■ **EXERCISE**:
Using the listing below, print exactly everything from the line with "use std::sync::Arc;" down to the line with "pub fn telegram(&self)", both included, and nothing more.

■ **RECORD EXCERPTS**:
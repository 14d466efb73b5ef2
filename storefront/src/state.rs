// storefront/src/state.rs
use crate::config::AppConfig;
use crate::errors::{AppError, Result};
use crate::pipelines::telegram_pipeline::BotSessions;
use crate::rate_limit::RateLimiter;
use crate::services::{Messenger, PaymentGateway};
use crate::store::Store;
use hatua::FlowRegistry;
use std::sync::Arc;

#[derive(Clone)]
pub struct AppState {
  pub store: Arc<dyn Store>,
  pub flows: Arc<FlowRegistry<AppError>>,
  pub config: Arc<AppConfig>,
  pub gateway: Arc<dyn PaymentGateway>,
  /// `None` when no bot token / operator chat is configured.
  pub messenger: Option<Arc<dyn Messenger>>,
  pub rate_limiter: Arc<RateLimiter>,
  pub bot_sessions: Arc<BotSessions>,
}

impl AppState {
  /// The messenger plus the operator chat id, or a config error when the bot is off.
  pub fn telegram(&self) -> Result<(Arc<dyn Messenger>, i64)> {
    match (&self.messenger, &self.config.telegram) {
      (Some(messenger), Some(telegram)) => Ok((messenger.clone(), telegram.admin_chat_id)),
      _ => Err(AppError::Config("Telegram not configured".to_string())),
    }
  }
}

■ **RESULT FOR THIS EXERCISE**:
use std::sync::Arc;

#[derive(Clone)]
pub struct AppState {
  pub store: Arc<dyn Store>,
  pub flows: Arc<FlowRegistry<AppError>>,
  pub config: Arc<AppConfig>,
  pub gateway: Arc<dyn PaymentGateway>,
  /// `None` when no bot token / operator chat is configured.
  pub messenger: Option<Arc<dyn Messenger>>,
  pub rate_limiter: Arc<RateLimiter>,
  pub bot_sessions: Arc<BotSessions>,
}

impl AppState {
  /// The messenger plus the operator chat id, or a config error when the bot is off.
  pub fn telegram(&self) -> Result<(Arc<dyn Messenger>, i64)> {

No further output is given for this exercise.